Dochters mogen ook studeren
Floor Kist
Volgens Sigmund Freud komen drie dromen het meest voor: dat je ongekleed voor publiek verschijnt, dat je kunt vliegen en dat je examen moet doen. Ik heb ze alle drie, al is het sporadisch, vooral de droom dat ik een afsluitend tentamen nog moet doen. Ik word dan met hartkloppingen wakker en weet pas na een volle minuut weer zeker dat ik het doctoraal rechten al 50 jaar geleden heb gedaan en dat niemand mij dat meer kan afnemen. Zoals mijn repetitor Burgerlijk Recht al zei: Onze Lieve Heer kan veel, maar beletten dat iemand meester in de rechten wordt - dát kan Hij niet.
Het is waarschijnlijk die examendroom die maakt dat sommige mensen bij het passeren van het Academiegebouw aan het Rapenburg de pas versnellen. Zij hebben die droom ook. En met die versnelde pas hopen zij de pedel te ontlopen die elk ogenblik uit dat gebouw kan komen hollen om hen aan dat uitstaande tentamen te herinneren.
Bij het bestuurskantoor van de universiteit, ertegenover, zien wij sinds kort het tegenovergestelde gebeuren. In plaats van zich er voorbij te spoeden, houden mensen daar stil, opgeschrikt uit hun overpeinzingen door een tekst in steen die vanuit de ingang tot ver op de stoep reikt. Het zijn twee coupletten van het vooral in Leiden bekend gebleven lied Laat je zoon studeren.

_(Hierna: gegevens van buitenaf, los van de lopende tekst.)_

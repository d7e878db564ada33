//! The abstract instruction stream and contract declaration model.
//!
//! This is the backend's input contract: the front-end parses the source
//! language's own bytecode and hands over one ordered [`Instr`] stream per
//! method, plus the contract's field declarations in order. Nothing in this
//! module knows about target addresses or opcodes.

use serde::{Deserialize, Serialize};
use std::fmt;

/// Name the front-end gives the contract constructor method.
pub const METHOD_CONSTRUCTOR: &str = "constructor";

/// Name of the default transaction handler the dispatch prologue routes to.
pub const METHOD_TX_RECEIVED: &str = "txReceived";

/// The base type every contract must extend.
pub const EXPECTED_PARENT: &str = "Contract";

/// Maximum number of parameters a contract method may declare.
pub const MAX_METHOD_ARITY: u8 = 3;

// ══════════════════════════════════════════════════════════════════════════════
// Value types
// ══════════════════════════════════════════════════════════════════════════════

/// Declared static type of a field or a method receiver.
///
/// The target VM has exactly one value shape — the 8-byte word — so a type
/// here determines only (a) how many words a field occupies and (b) which
/// intrinsic methods a receiver exposes.
#[derive(Debug, Clone, PartialEq, Eq, Hash)]
pub enum ValueType {
    Boolean,
    Int,
    Long,
    /// Block-time handle; one word.
    Timestamp,
    /// Transaction handle; one word.
    Tx,
    /// Account address handle; one word.
    Address,
    /// The 256-bit multi-word value type; four consecutive words.
    Register,
    /// The contract's own class (receiver of user methods and base-API calls).
    Contract,
    /// Anything the backend does not model. Unsupported as a field type.
    Other(String),
}

impl ValueType {
    /// Words a field of this type occupies, or `None` if the type cannot be
    /// a contract field.
    pub fn word_width(&self) -> Option<u32> {
        match self {
            ValueType::Boolean
            | ValueType::Int
            | ValueType::Long
            | ValueType::Timestamp
            | ValueType::Tx
            | ValueType::Address => Some(1),
            ValueType::Register => Some(4),
            ValueType::Contract | ValueType::Other(_) => None,
        }
    }

    /// Map a declared type name from the front-end onto a [`ValueType`].
    ///
    /// `contract_name` is the user's own class, which resolves to
    /// [`ValueType::Contract`] just like the base class does.
    pub fn from_name(name: &str, contract_name: &str) -> ValueType {
        match name {
            "boolean" => ValueType::Boolean,
            "int" => ValueType::Int,
            "long" => ValueType::Long,
            "Timestamp" => ValueType::Timestamp,
            "Tx" => ValueType::Tx,
            "Address" => ValueType::Address,
            "Register" => ValueType::Register,
            n if n == contract_name || n == EXPECTED_PARENT => ValueType::Contract,
            other => ValueType::Other(other.to_string()),
        }
    }
}

impl fmt::Display for ValueType {
    fn fmt(&self, f: &mut fmt::Formatter<'_>) -> fmt::Result {
        match self {
            ValueType::Boolean => write!(f, "boolean"),
            ValueType::Int => write!(f, "int"),
            ValueType::Long => write!(f, "long"),
            ValueType::Timestamp => write!(f, "Timestamp"),
            ValueType::Tx => write!(f, "Tx"),
            ValueType::Address => write!(f, "Address"),
            ValueType::Register => write!(f, "Register"),
            ValueType::Contract => write!(f, "Contract"),
            ValueType::Other(name) => write!(f, "{name}"),
        }
    }
}

// ══════════════════════════════════════════════════════════════════════════════
// Instructions
// ══════════════════════════════════════════════════════════════════════════════

/// A constant pushed by the front-end.
#[derive(Debug, Clone, PartialEq)]
pub enum Const {
    Long(i64),
    /// String literal; packed into a single word at materialization time.
    Str(String),
    Null,
}

/// Binary arithmetic operators. Left/right operand order is significant for
/// `Sub`, `Div` and `Mod`.
#[derive(Debug, Clone, Copy, PartialEq, Eq)]
pub enum ArithOp {
    Add,
    Sub,
    Mul,
    Div,
    Mod,
}

impl ArithOp {
    pub fn symbol(self) -> &'static str {
        match self {
            ArithOp::Add => "+",
            ArithOp::Sub => "-",
            ArithOp::Mul => "*",
            ArithOp::Div => "/",
            ArithOp::Mod => "%",
        }
    }
}

/// Comparison/jump forms the front-end may emit.
///
/// These are carried through the IR but never lowered: general control flow
/// is outside the backend's scope. The simulator reports each occurrence.
#[derive(Debug, Clone, Copy, PartialEq, Eq, Serialize, Deserialize)]
pub enum BranchKind {
    IfEq,
    IfNe,
    IfLt,
    IfGe,
    IfGt,
    IfLe,
    IfCmpEq,
    IfCmpNe,
    IfCmpLt,
    IfCmpGe,
    IfCmpGt,
    IfCmpLe,
    Goto,
}

impl BranchKind {
    pub fn mnemonic(self) -> &'static str {
        match self {
            BranchKind::IfEq => "ifeq",
            BranchKind::IfNe => "ifne",
            BranchKind::IfLt => "iflt",
            BranchKind::IfGe => "ifge",
            BranchKind::IfGt => "ifgt",
            BranchKind::IfLe => "ifle",
            BranchKind::IfCmpEq => "if_cmpeq",
            BranchKind::IfCmpNe => "if_cmpne",
            BranchKind::IfCmpLt => "if_cmplt",
            BranchKind::IfCmpGe => "if_cmpge",
            BranchKind::IfCmpGt => "if_cmpgt",
            BranchKind::IfCmpLe => "if_cmple",
            BranchKind::Goto => "goto",
        }
    }
}

/// One abstract instruction inside a method body.
#[derive(Debug, Clone, PartialEq)]
pub enum Instr {
    /// Push a constant onto the simulated stack.
    Push(Const),
    /// Push local slot `n`. Slot 0 is the receiver.
    LoadLocal(u16),
    /// Pop into local slot `n`.
    StoreLocal(u16),
    /// Pop the receiver, push the address of the named field.
    GetField(String),
    /// Pop value and receiver, write the value into the named field.
    PutField(String),
    /// Pop right then left, push the result.
    Arith(ArithOp),
    /// Pop one operand, push its negation.
    Neg,
    /// Duplicate the top descriptor (aliased, not copied).
    Dup,
    /// General control flow; not lowered by this backend.
    Branch { kind: BranchKind, target: i32 },
    /// Invoke `owner.name` with `argc` arguments (receiver not counted).
    Invoke {
        owner: String,
        name: String,
        argc: u8,
    },
    /// Return from the method. Contract methods return nothing.
    Return,
}

// ══════════════════════════════════════════════════════════════════════════════
// Declarations
// ══════════════════════════════════════════════════════════════════════════════

/// A contract-level persistent field, in declaration order.
#[derive(Debug, Clone, PartialEq)]
pub struct FieldDecl {
    pub name: String,
    pub ty: ValueType,
}

impl FieldDecl {
    pub fn new(name: impl Into<String>, ty: ValueType) -> Self {
        Self {
            name: name.into(),
            ty,
        }
    }
}

/// A contract method and its instruction stream.
#[derive(Debug, Clone, PartialEq)]
pub struct MethodDecl {
    pub name: String,
    /// Declared parameter count (receiver not counted). At most
    /// [`MAX_METHOD_ARITY`].
    pub arity: u8,
    /// Local slot count including the receiver slot, as the front-end
    /// reports it.
    pub max_locals: u16,
    pub body: Vec<Instr>,
}

impl MethodDecl {
    pub fn new(name: impl Into<String>, arity: u8, max_locals: u16, body: Vec<Instr>) -> Self {
        Self {
            name: name.into(),
            arity,
            max_locals,
            body,
        }
    }
}

/// One contract as delivered by the front-end: field declarations in order,
/// then the per-method instruction streams.
#[derive(Debug, Clone, PartialEq)]
pub struct ContractUnit {
    pub name: String,
    /// Name of the declared superclass; must be [`EXPECTED_PARENT`].
    pub parent: String,
    pub fields: Vec<FieldDecl>,
    pub methods: Vec<MethodDecl>,
}

#[cfg(test)]
mod tests {
    use super::*;

    #[test]
    fn word_width_by_type() {
        assert_eq!(ValueType::Long.word_width(), Some(1));
        assert_eq!(ValueType::Boolean.word_width(), Some(1));
        assert_eq!(ValueType::Address.word_width(), Some(1));
        assert_eq!(ValueType::Register.word_width(), Some(4));
        assert_eq!(ValueType::Contract.word_width(), None);
        assert_eq!(ValueType::Other("String".into()).word_width(), None);
    }

    #[test]
    fn type_from_name_resolves_own_class_to_contract() {
        assert_eq!(
            ValueType::from_name("Escrow", "Escrow"),
            ValueType::Contract
        );
        assert_eq!(
            ValueType::from_name("Contract", "Escrow"),
            ValueType::Contract
        );
        assert_eq!(ValueType::from_name("long", "Escrow"), ValueType::Long);
        assert_eq!(
            ValueType::from_name("HashMap", "Escrow"),
            ValueType::Other("HashMap".into())
        );
    }
}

Reclame dus. En die maken universiteiten natuurlijk wel meer. Maar dat doen ze meestal met advertenties waarin ze overtuigend laten zien met hoeveel bier, jool en adembenemende meisjesstudenten de studie in hun stad gepaard gaat. Een wervende tekst in steen is iets nieuws. Aan deze granieten oproep op het Rapenburg is dan ook een flinke portie marktonderzoek voorafgegaan. Vooral de tekst is goed getest. De universiteit was namelijk bang dat meisjesstudenten zich met dat woord ‘zoon’ gepasseerd zouden voelen. Gelukkig bleek uit het onderzoek dat het de meisjes niets kon schelen. De emancipatie van de vrouw is blijkbaar ver genoeg voortgeschreden om niet meer op elke schans te hoeven vechten. Gelukkig maar.
De gedenksteen, die een cadeau is van de gemeente Leiden aan de vorige rector magnificus, is in maart onthuld. Vanwege dat woordje ‘zoon’ werd er voor de zekerheid in een van de toespraken nog even op gewezen dat het ontbreken, in die titel, van een vrouwelijke tegenhanger, in de rest van het lied ruimschoots wordt goedgemaakt. Twee vrouwen spelen er namelijk een hoofdrol in: een moeder die haar jongen moeilijk kan missen maar voor zijn bestwil toch beslist dat hij kan gaan, en een tante die twijfelt aan het zedelijke peil van het studentenleven, maar gerustgesteld wordt door de mededeling dat de professor een oogje in het zeil houdt. Met deze twee sterke vrouwen was, meende de spreker, de balans tussen man en vrouw weer volledig hersteld.
Er was nog een probleem. Het lied, zoals dat door het Leidsch Studenten Cabaret vijftig jaar geleden werd gezongen, eindigde met het bericht Gezakt! Een ongelukkig woord bij de ingang van een universiteit. Er staat nu dan ook een andere slotregel uit het lied: ‘En hij (die zoon) wordt zonder mankeren/een van die meneren/waar de maatschappij naar snakt’! Dat klinkt een stuk beter.
Hoe weet ik dit allemaal? Omdat ik dit lied zelf heb geschreven. Vijftig jaar geleden - dus het is een jeugdwerkje. En juist dat is nu in steen uitgehouwen. Misschien geldt dus ook voor alpha's wat je altijd over bèta's hoort: dat je de echt belangrijke dingen vóór je dertigste moet hebben gedaan.
De onthulling heeft zelfs het Leidsch Dagblad gehaald. De redactie vond het kennelijk nieuws.